Given a list of integers l, how can I partition it into 2 lists a and b such that d(a,b) = abs(sum(a) - sum(b)) is minimum. I know the problem is NP-complete, so I am looking for a pseudo-polynomial time algorithm i.e. O(c*n) where c = sum(l map abs). I looked at Wikipedia but the algorithm there is to partition it into exact halves which is a special case of what I am looking for...
EDIT:
To clarify, I am looking for the exact partitions a and b and not just the resulting minimum difference d(a, b)
To generalize, what is a pseudo-polynomial time algorithm to partition a list of n numbers into k groups g1, g2 ...gk such that (max(S) - min(S)).abs is as small as possible where S = [sum(g1), sum(g2), ... sum(gk)]

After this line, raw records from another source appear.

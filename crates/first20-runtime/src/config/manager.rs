//! Configuration manager

use std::sync::Arc;
use tokio::sync::RwLock;

use first20_core::{
    models::{BackendConfig, Config},
    storage::{init_config_dir, ConfigStorage},
    Result as CoreResult,
};

#[derive(Debug, thiserror::Error)]
pub enum ConfigManagerError {
    #[error("Storage error: {0}")]
    Storage(#[from] first20_core::Error),

    #[error("Invalid config: {0}")]
    Invalid(String),
}

pub type Result<T> = std::result::Result<T, ConfigManagerError>;

/// Loads, validates and persists `config.json`
pub struct ConfigManager {
    storage: ConfigStorage,
    config: Arc<RwLock<Config>>,
}

impl ConfigManager {
    pub fn new() -> CoreResult<Self> {
        let config_dir = init_config_dir()?;
        let storage = ConfigStorage::new(config_dir);

        // Load or create default config
        let config = storage.load()?;

        Ok(Self {
            storage,
            config: Arc::new(RwLock::new(config)),
        })
    }

    pub async fn get(&self) -> Config {
        self.config.read().await.clone()
    }

    pub async fn update(&self, config: Config) -> Result<Config> {
        config
            .validate()
            .map_err(|e| ConfigManagerError::Invalid(e.to_string()))?;

        self.storage.save(&config)?;

        {
            let mut current = self.config.write().await;
            *current = config.clone();
        }

        tracing::info!("Configuration updated");
        Ok(config)
    }

    pub async fn set_log_level(&self, level: String) -> Result<Config> {
        let mut config = self.get().await;
        config.log_level = level;
        self.update(config).await
    }

    pub async fn set_tick_millis(&self, tick_millis: u64) -> Result<Config> {
        let mut config = self.get().await;
        config.countdown.tick_millis = tick_millis;
        self.update(config).await
    }

    pub async fn set_backend(&self, url: Option<String>, anon_key: Option<String>) -> Result<Config> {
        let mut config = self.get().await;
        config.backend = BackendConfig { url, anon_key };
        self.update(config).await
    }

    pub async fn reset_to_default(&self) -> Result<Config> {
        self.update(Config::default()).await
    }
}
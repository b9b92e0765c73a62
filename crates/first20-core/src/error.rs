//! Error types shared by the models and the storage layer

use thiserror::Error;

#[derive(Error, Debug)]
pub enum Error {
    #[error("IO error: {0}")]
    Io(#[from] std::io::Error),

    #[error("JSON error: {0}")]
    Json(#[from] serde_json::Error),

    #[error("Validation error: {0}")]
    Validation(String),

    #[error("Invalid data: {0}")]
    InvalidData(String),

    #[error("Authentication error: {0}")]
    Auth(String),

    #[error("Store error: {0}")]
    Store(String),

    #[error("Not found: {0}")]
    NotFound(String),
}

pub type Result<T> = std::result::Result<T, Error>;
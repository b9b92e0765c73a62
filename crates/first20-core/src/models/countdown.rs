//! Countdown state machine for a single timer
//!
//! Pure and synchronous: the runtime owns the tick schedule and decides when
//! to persist, this type only enforces the transitions and the
//! `0..=TWENTY_HOURS` range of `time_left`.

use serde::{Deserialize, Serialize};

use super::timer::{TimeBreakdown, TWENTY_HOURS};

#[derive(Debug, Clone, Copy, PartialEq, Eq, Serialize, Deserialize)]
#[serde(rename_all = "lowercase")]
pub enum CountdownState {
    Idle,
    Running,
}

/// Result of a single tick.
#[derive(Debug, Clone, Copy, PartialEq, Eq)]
pub enum TickOutcome {
    /// Ignored because the countdown is idle
    Skipped,
    /// Decremented and still running
    Ticked(u32),
    /// Reached zero and forced back to idle
    Expired,
}

#[derive(Debug, Clone, PartialEq, Serialize, Deserialize)]
pub struct Countdown {
    time_left: u32,
    state: CountdownState,
}

impl Countdown {
    /// Idle countdown starting at `time_left`, clamped to the 20 hour budget
    pub fn new(time_left: u32) -> Self {
        Self {
            time_left: time_left.min(TWENTY_HOURS),
            state: CountdownState::Idle,
        }
    }

    /// Returns `false` when already running or nothing is left to count
    pub fn start(&mut self) -> bool {
        if self.state == CountdownState::Running || self.time_left == 0 {
            return false;
        }
        self.state = CountdownState::Running;
        true
    }

    /// Returns `false` when already idle
    pub fn pause(&mut self) -> bool {
        if self.state == CountdownState::Idle {
            return false;
        }
        self.state = CountdownState::Idle;
        true
    }

    pub fn tick(&mut self) -> TickOutcome {
        if self.state == CountdownState::Idle {
            return TickOutcome::Skipped;
        }

        self.time_left = self.time_left.saturating_sub(1);
        if self.time_left == 0 {
            self.state = CountdownState::Idle;
            TickOutcome::Expired
        } else {
            TickOutcome::Ticked(self.time_left)
        }
    }

    /// Back to the full budget, idle, from any state
    pub fn reset(&mut self) {
        self.state = CountdownState::Idle;
        self.time_left = TWENTY_HOURS;
    }

    /// Overwrite the remaining time while idle. Ignored while running.
    pub fn set_time_left(&mut self, time_left: u32) -> bool {
        if self.state == CountdownState::Running {
            return false;
        }
        self.time_left = time_left.min(TWENTY_HOURS);
        true
    }

    pub fn time_left(&self) -> u32 {
        self.time_left
    }

    pub fn state(&self) -> CountdownState {
        self.state
    }

    pub fn is_running(&self) -> bool {
        self.state == CountdownState::Running
    }

    pub fn breakdown(&self) -> TimeBreakdown {
        TimeBreakdown::from_seconds(self.time_left)
    }
}
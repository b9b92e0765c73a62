pub mod config;
pub mod memory;
pub mod record;
pub mod remote;

pub use config::ConfigStorage;
pub use memory::{MemoryStore, Operation};
pub use record::{TimerFields, TimerRecord};
pub use remote::{ChangeKind, RemoteStore, Subscription, SubscriptionId, TimerChange};

use crate::{Error, Result};
use std::path::PathBuf;

pub fn get_data_dir() -> Result<PathBuf> {
    dirs::data_dir()
        .map(|dir| dir.join("first20"))
        .ok_or_else(|| Error::InvalidData("Could not find data directory".to_string()))
}

pub fn get_config_dir() -> Result<PathBuf> {
    dirs::config_dir()
        .map(|dir| dir.join("first20"))
        .ok_or_else(|| Error::InvalidData("Could not find config directory".to_string()))
}

pub fn init_data_dir() -> Result<PathBuf> {
    let data_dir = get_data_dir()?;
    std::fs::create_dir_all(&data_dir)?;
    Ok(data_dir)
}

pub fn init_config_dir() -> Result<PathBuf> {
    let config_dir = get_config_dir()?;
    std::fs::create_dir_all(&config_dir)?;
    Ok(config_dir)
}
pub mod engine;
pub mod events;
pub mod manager;

pub use engine::{CountdownEngine, CountdownSnapshot, EngineError};
pub use events::{TimerEvent, TimerEventType};
pub use manager::{CountdownManager, CountdownManagerError};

A naive, trivial and still pseudo-polynomial solution would be to use the existing solution to subset-sum, and repeat for sum(array)/2to 0 (and return the first one found).
Complexity of this solution will be O(W^2*n) where W is the sum of the array.
pseudo code:
for cand from sum(array)/2 to 0 descending:
subset <- subsetSumSolver(array,cand)
if subset != null:
return subset
The above will return the maximal subset that is lower/equals sum(array)/2, and the other part is the complement for the returned subset.
However, the dynamic programming for subset-sum should be enough.
Recall that the formula is:
f(0,i) = true
f(x,0) = false | x != 0
f(x,i) = f(x-arr[i],i-1) OR f(x,i-1)
When building the matrix, the above actually creates you each row with value lower than the initial x, if you input sum(array)/2 - it's basically all values.
After you generate the DP matrix, just find the maximal value of x such that f(x,n)=true, and this is the best partition you can get.
Complexity in this case is O(Wn)